Лето было тревожное, не только внутри страны: без большого шума шла довольно большая война с японцами на границе Монголии, на реке Халхин-Гол. Обороняли союзных нам монголов. В Испании мучительно кончалась гражданская война — в пользу фашизма. Вернувшись в 1939 году в Москву, Михаил Кольцов, наш блестящий журналист, репортажами которого зачитывалась вся страна, был расстрелян. Гитлер беспрепятственно слопал Австрию и Чехословакию. В поражении республиканской Испании большую роль сыграли Англия и Франция, блокировавшие морские пути республиканцев в гораздо большей степени, чем франкистов. Имея в виду, что все мы считали эту войну репетицией большой войны с фашизмом, мы ждали теперь войны уже с меньшей уверенностью в нашем быстром успехе. Казалось все более вероятным, что мы будем воевать не с одной Германией, а со всей Европой[198].

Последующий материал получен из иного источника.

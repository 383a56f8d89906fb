//! pcheck - page-load timing beacon for the browser
//!
//! Loaded by the tracked page through a script tag:
//!
//! ```html
//! <script id="performance-check-script"
//!         src="//stats.example.com/static/pcheck.js"
//!         data-tracking-code="TRACKING_CODE"></script>
//! ```
//!
//! On instantiation the module waits for the page's `load` event, reads the
//! navigation timing, and POSTs one record to the collection endpoint.
//!
//! ## Build-time configuration
//!
//! | Variable | Meaning | Default |
//! |----------|---------|---------|
//! | `PCHECK_DOMAIN` | Collection host | `localhost` |
//! | `PCHECK_API_V1_STR` | API prefix | `/api/v1` |
//! | `PCHECK_ENABLE_LOG` | Initial diagnostics state | `false` |
//!
//! ## Usage (JavaScript)
//!
//! ```javascript
//! import init, { setLogEnabled } from './pkg/pcheck_wasm.js';
//!
//! await init();
//! setLogEnabled(true); // print diagnostics for the rest of this page view
//! ```

pub mod dom;
pub mod fetch;
pub mod host;
pub mod performance;

use std::cell::RefCell;
use std::rc::Rc;

use pcheck_core::{
    config_or_defaults, Beacon, BeaconConfig, BeaconResult, Console, Diagnostics,
    LifecycleTrigger, LogSwitch,
};
use wasm_bindgen::prelude::*;

pub use dom::DocumentEmbedding;
pub use fetch::FetchTransport;
pub use host::WindowHost;
pub use performance::BrowserTimingProbe;

thread_local! {
    static LOG_SWITCH: RefCell<Option<LogSwitch>> = const { RefCell::new(None) };
    static TRIGGER: LifecycleTrigger = LifecycleTrigger::new();
}

/// `console.log` / `console.error`
#[derive(Debug, Default, Clone, Copy)]
pub struct WebConsole;

impl Console for WebConsole {
    fn log(&self, message: &str) {
        web_sys::console::log_1(&message.into());
    }

    fn error(&self, message: &str) {
        web_sys::console::error_1(&message.into());
    }
}

/// Configuration baked in when the module was compiled
pub fn build_config() -> BeaconResult<BeaconConfig> {
    let defaults = BeaconConfig::default();
    let domain = option_env!("PCHECK_DOMAIN").unwrap_or(defaults.domain.as_str());
    let api_prefix = option_env!("PCHECK_API_V1_STR").unwrap_or(defaults.api_prefix.as_str());
    let enable_log = option_env!("PCHECK_ENABLE_LOG").unwrap_or("false");

    BeaconConfig::from_template_values(domain, api_prefix, enable_log)
}

/// Runs once when the module is instantiated
#[wasm_bindgen(start)]
pub fn start() {
    console_error_panic_hook::set_once();

    let built = build_config();
    let enable_log = built.as_ref().map(|config| config.enable_log).unwrap_or(false);
    let switch = LOG_SWITCH.with(|slot| {
        slot.borrow_mut()
            .get_or_insert_with(|| LogSwitch::new(enable_log))
            .clone()
    });
    let diagnostics = Diagnostics::new(switch, Rc::new(WebConsole));
    let config = config_or_defaults(built, &diagnostics);

    let Some(window) = web_sys::window() else {
        return;
    };
    let Some(document) = window.document() else {
        diagnostics.error("pcheck: no document; beacon disabled");
        return;
    };

    let host = Rc::new(WindowHost::new(
        window.clone(),
        document.clone(),
        diagnostics.clone(),
    ));
    let beacon = Rc::new(Beacon::new(
        &config,
        DocumentEmbedding::new(window.clone(), document, diagnostics.clone()),
        BrowserTimingProbe::new(window.clone()),
        FetchTransport::new(window),
        diagnostics,
    ));

    TRIGGER.with(|trigger| beacon.install(&host, trigger));
}

/// Turn diagnostics on or off for the rest of this page view
#[wasm_bindgen(js_name = setLogEnabled)]
pub fn set_log_enabled(enabled: bool) {
    LOG_SWITCH.with(|slot| {
        slot.borrow_mut()
            .get_or_insert_with(|| LogSwitch::new(enabled))
            .set(enabled)
    });
}

/// Current diagnostics state
#[wasm_bindgen(js_name = isLogEnabled)]
pub fn is_log_enabled() -> bool {
    LOG_SWITCH.with(|slot| slot.borrow().as_ref().is_some_and(LogSwitch::is_enabled))
}

/// Get the library version
#[wasm_bindgen(js_name = getVersion)]
pub fn get_version() -> String {
    env!("CARGO_PKG_VERSION").to_string()
}

#[cfg(all(test, target_arch = "wasm32"))]
mod tests {
    use super::*;
    use wasm_bindgen_test::*;

    wasm_bindgen_test_configure!(run_in_browser);

    #[wasm_bindgen_test]
    fn test_log_switch_toggles() {
        set_log_enabled(true);
        assert!(is_log_enabled());
        set_log_enabled(false);
        assert!(!is_log_enabled());
    }

    #[wasm_bindgen_test]
    fn test_build_config_is_valid() {
        let config = build_config().unwrap();
        assert!(config.validate().is_ok());
        assert!(config.collection_url().starts_with("//"));
    }

    #[wasm_bindgen_test]
    fn test_version() {
        assert_eq!(get_version(), env!("CARGO_PKG_VERSION"));
    }
}
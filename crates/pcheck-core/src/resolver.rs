//! Tracking-code lookup on the embedding `<script>` tag

use crate::config::{SCRIPT_ELEMENT_ID, TRACKING_CODE_ATTRIBUTE};
use crate::error::BeaconResult;
use crate::log::Diagnostics;

/// Read access to the page that embeds the beacon
pub trait EmbeddingContext {
    /// Value of `attribute` on the element with id `element_id`.
    ///
    /// `Ok(None)` means the element exists but the attribute is unset;
    /// a missing element is an error.
    fn element_attribute(&self, element_id: &str, attribute: &str) -> BeaconResult<Option<String>>;

    /// `location.pathname`
    fn page_path(&self) -> String;

    /// `location.hostname`
    fn page_host(&self) -> String;
}

/// Message printed when the embedding tag cannot be found.
pub fn missing_id_hint() -> String {
    format!(
        "Add id=\"{}\" to the <script> tag that loads this beacon",
        SCRIPT_ELEMENT_ID
    )
}

/// Resolve the tracking code, never failing.
///
/// Lookup errors print to the error channel followed by the integrator hint
/// (always, log switch or not) and resolve to `None`.
pub fn resolve_tracking_code<E: EmbeddingContext + ?Sized>(
    context: &E,
    diagnostics: &Diagnostics,
) -> Option<String> {
    match context.element_attribute(SCRIPT_ELEMENT_ID, TRACKING_CODE_ATTRIBUTE) {
        Ok(code) => code,
        Err(e) => {
            tracing::warn!(error = %e, "tracking code lookup failed");
            diagnostics.hint_error(&e.to_string());
            diagnostics.hint(&missing_id_hint());
            None
        }
    }
}

#[cfg(test)]
mod tests {
    use super::*;
    use crate::log::LogSwitch;
    use crate::testing::{MemoryConsole, StaticEmbedding};
    use std::rc::Rc;

    fn diagnostics(enabled: bool) -> (Diagnostics, Rc<MemoryConsole>) {
        let console = Rc::new(MemoryConsole::default());
        (Diagnostics::new(LogSwitch::new(enabled), console.clone()), console)
    }

    #[test]
    fn test_reads_attribute() {
        let (diag, console) = diagnostics(false);
        let page = StaticEmbedding::with_code("abc123");
        assert_eq!(resolve_tracking_code(&page, &diag).as_deref(), Some("abc123"));
        assert!(console.lines().is_empty());
    }

    #[test]
    fn test_unset_attribute_is_absent_without_hint() {
        let (diag, console) = diagnostics(true);
        let page = StaticEmbedding::without_attribute();
        assert_eq!(resolve_tracking_code(&page, &diag), None);
        assert!(console.lines().is_empty());
    }

    #[test]
    fn test_missing_element_prints_hint_even_when_logging_is_off() {
        let (diag, console) = diagnostics(false);
        let page = StaticEmbedding::without_element();
        assert_eq!(resolve_tracking_code(&page, &diag), None);

        let lines = console.lines();
        assert_eq!(lines.len(), 2);
        assert!(lines[0].starts_with("error: "));
        assert!(lines[0].contains(SCRIPT_ELEMENT_ID));
        assert!(lines[1].starts_with("log: "));
        assert!(lines[1].contains("id=\"performance-check-script\""));
    }

    #[test]
    fn test_empty_attribute_is_returned_verbatim() {
        let (diag, _console) = diagnostics(false);
        let page = StaticEmbedding::with_code("");
        assert_eq!(resolve_tracking_code(&page, &diag).as_deref(), Some(""));
    }
}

Лидия Михайловна с Ниной уехала в июле в деревню Даймшце Лужского района — там не было ничего интересного, трудная пересадка, пыль. Я навестил ее только раз или два — еще не было отпуска. Но тут я догадался, что пора вырваться хоть ненадолго из Ленинграда — и мы с Ниной уехали на Кавказ. Просто купили билеты в жестком вагоне и уехали, сами не зная куда. В те дни мы очень были друг другу нужны.
До начала второй великой мировой войны оставалось около месяца.
V
Покинув убитых горем матерей, в неведении о судьбе арестованных отцов, мы с моей женой Ниной поехали в Сочи. Город был переполнен отдыхающими; мы не знали, как тут можно снять комнату, во многочисленные санатории у нас не было никакого пути. Но море сияло синевой, вдоль дорог росли экзотические эвкалипты, а нам еще в Ленинграде кто-то посоветовал Аше, местечко к северу от Сочи по дороге на Туапсе. Туда мы и уехали на «мотрисе» — маленьком, странного вида поездочке, вроде тех, что проходили мимо моего окна в Вольске в 1918 году. Нашли «туристскую базу» — нечто вроде летнего общежития, там переночевали, а на другой день пошли гулять вдоль горной речки Шапсуго. Мы увидели наверху над собой, где-то на выступе, белый домик, который нам ужасно понравился. Нина предложила попытать там счастья.
В доме, чистеньком, опрятном внутри и снаружи, окруженном садиком с высокими мальвами, жили старик и старушка (старые, по крайней мере, на наш взгляд). Они приняли нас радушно, сказали, что у них живут дачники, но они съезжают завтра, и — можете ли вы где-нибудь до тех пор переночевать? Мы сказали, что можем, ушли на турбазу, а вернулись на следующий день.